DIRECTIONS:
Every line of the entries below that carries the string "self" should be copied.

WORKING DATA:
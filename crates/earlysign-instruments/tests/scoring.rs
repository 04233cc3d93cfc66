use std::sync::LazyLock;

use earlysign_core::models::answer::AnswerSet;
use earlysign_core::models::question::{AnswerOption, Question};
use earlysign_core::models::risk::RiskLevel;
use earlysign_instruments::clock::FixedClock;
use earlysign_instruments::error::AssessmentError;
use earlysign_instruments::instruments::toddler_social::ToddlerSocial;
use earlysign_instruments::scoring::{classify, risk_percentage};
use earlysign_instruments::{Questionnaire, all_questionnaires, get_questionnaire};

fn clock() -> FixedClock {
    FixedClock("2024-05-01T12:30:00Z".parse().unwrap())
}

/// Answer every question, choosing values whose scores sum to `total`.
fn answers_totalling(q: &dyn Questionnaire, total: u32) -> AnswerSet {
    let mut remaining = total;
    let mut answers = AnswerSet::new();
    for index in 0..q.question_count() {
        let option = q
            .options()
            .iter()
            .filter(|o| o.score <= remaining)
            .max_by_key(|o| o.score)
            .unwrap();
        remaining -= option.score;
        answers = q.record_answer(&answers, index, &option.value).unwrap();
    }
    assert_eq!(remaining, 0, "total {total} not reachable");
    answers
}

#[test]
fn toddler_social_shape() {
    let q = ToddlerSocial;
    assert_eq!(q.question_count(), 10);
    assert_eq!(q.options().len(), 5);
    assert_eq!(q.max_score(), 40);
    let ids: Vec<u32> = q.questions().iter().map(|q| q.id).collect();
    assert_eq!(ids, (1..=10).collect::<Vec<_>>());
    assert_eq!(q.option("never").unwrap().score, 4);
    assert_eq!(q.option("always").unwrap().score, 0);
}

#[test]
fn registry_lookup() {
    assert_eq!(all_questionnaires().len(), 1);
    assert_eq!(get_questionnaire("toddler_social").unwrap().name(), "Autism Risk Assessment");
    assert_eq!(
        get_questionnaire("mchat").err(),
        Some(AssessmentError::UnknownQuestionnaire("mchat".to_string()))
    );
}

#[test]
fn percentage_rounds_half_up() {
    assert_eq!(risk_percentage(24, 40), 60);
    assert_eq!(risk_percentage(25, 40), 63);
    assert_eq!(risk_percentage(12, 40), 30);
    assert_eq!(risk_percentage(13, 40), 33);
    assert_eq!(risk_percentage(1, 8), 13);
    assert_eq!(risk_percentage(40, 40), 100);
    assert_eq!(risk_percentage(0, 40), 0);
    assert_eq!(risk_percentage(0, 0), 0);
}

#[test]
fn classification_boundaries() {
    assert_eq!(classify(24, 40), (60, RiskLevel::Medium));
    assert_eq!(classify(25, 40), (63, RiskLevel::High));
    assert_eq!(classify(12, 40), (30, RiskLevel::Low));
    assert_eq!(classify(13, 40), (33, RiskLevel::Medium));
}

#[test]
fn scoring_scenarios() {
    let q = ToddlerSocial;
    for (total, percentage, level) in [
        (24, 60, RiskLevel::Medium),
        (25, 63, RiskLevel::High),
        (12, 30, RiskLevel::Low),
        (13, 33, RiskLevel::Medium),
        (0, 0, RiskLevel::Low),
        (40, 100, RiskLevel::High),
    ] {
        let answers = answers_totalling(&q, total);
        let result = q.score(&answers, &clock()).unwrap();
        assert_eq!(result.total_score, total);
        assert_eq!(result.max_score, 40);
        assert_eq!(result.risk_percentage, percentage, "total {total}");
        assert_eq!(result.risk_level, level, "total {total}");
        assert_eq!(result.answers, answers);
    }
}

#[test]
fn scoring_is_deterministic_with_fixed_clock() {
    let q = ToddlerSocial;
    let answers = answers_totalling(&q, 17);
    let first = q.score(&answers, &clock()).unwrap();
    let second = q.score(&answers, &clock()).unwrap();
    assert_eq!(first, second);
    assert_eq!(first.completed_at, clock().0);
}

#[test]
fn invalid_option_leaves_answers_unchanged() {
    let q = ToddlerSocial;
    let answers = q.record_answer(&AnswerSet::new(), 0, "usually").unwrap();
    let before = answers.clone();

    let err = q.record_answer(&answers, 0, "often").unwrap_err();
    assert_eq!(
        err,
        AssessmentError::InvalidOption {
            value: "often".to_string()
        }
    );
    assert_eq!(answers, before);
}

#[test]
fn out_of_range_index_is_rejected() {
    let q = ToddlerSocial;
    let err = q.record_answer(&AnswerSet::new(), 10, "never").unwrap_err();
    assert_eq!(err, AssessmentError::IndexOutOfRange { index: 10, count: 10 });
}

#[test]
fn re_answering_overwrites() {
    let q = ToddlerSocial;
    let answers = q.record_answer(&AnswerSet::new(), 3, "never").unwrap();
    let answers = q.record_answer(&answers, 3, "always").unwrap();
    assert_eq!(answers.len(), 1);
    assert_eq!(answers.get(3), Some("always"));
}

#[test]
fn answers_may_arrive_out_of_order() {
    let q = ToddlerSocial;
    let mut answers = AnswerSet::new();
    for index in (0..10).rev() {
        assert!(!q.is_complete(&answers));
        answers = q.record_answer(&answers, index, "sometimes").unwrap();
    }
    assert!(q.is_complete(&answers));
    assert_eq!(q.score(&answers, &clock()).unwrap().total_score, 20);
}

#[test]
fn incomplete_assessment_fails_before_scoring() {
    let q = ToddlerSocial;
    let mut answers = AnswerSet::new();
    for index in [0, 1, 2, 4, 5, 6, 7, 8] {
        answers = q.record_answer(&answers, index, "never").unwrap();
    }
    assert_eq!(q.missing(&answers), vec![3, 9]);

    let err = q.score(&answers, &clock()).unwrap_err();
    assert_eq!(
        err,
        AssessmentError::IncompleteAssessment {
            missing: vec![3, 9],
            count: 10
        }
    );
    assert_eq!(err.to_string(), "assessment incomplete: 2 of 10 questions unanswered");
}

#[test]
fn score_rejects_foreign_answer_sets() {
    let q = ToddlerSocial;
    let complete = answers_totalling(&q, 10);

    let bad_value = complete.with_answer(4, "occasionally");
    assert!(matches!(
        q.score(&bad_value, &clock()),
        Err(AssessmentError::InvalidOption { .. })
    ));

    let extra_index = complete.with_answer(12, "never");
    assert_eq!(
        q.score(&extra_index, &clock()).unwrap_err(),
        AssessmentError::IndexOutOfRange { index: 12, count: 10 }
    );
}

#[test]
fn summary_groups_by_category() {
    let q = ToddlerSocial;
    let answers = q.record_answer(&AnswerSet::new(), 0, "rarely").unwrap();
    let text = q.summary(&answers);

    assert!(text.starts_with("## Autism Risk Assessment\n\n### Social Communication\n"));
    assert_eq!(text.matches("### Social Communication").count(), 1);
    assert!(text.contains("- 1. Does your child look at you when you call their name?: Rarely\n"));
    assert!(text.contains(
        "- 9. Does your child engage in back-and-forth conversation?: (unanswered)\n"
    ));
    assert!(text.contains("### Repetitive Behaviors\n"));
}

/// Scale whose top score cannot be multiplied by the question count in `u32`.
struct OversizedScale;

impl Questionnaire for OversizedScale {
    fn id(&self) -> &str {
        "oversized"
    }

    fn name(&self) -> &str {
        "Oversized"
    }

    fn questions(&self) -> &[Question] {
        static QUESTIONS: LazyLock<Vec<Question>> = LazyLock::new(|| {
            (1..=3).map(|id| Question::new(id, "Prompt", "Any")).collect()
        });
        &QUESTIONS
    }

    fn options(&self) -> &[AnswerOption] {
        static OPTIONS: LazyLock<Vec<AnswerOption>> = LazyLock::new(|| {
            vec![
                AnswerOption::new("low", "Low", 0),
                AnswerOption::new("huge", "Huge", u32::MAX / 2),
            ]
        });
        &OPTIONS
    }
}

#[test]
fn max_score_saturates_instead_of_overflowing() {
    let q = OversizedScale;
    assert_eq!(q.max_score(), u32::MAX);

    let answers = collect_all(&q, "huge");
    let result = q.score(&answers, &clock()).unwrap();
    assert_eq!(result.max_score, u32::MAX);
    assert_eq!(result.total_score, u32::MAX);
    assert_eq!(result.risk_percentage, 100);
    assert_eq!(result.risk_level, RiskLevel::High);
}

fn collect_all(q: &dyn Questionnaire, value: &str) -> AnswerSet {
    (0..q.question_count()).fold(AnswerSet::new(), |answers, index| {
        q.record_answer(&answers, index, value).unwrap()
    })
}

RESULT OF THE TASK:
    fn id(&self) -> &str {
    fn name(&self) -> &str {
    fn questions(&self) -> &[Question] {
    fn options(&self) -> &[AnswerOption] {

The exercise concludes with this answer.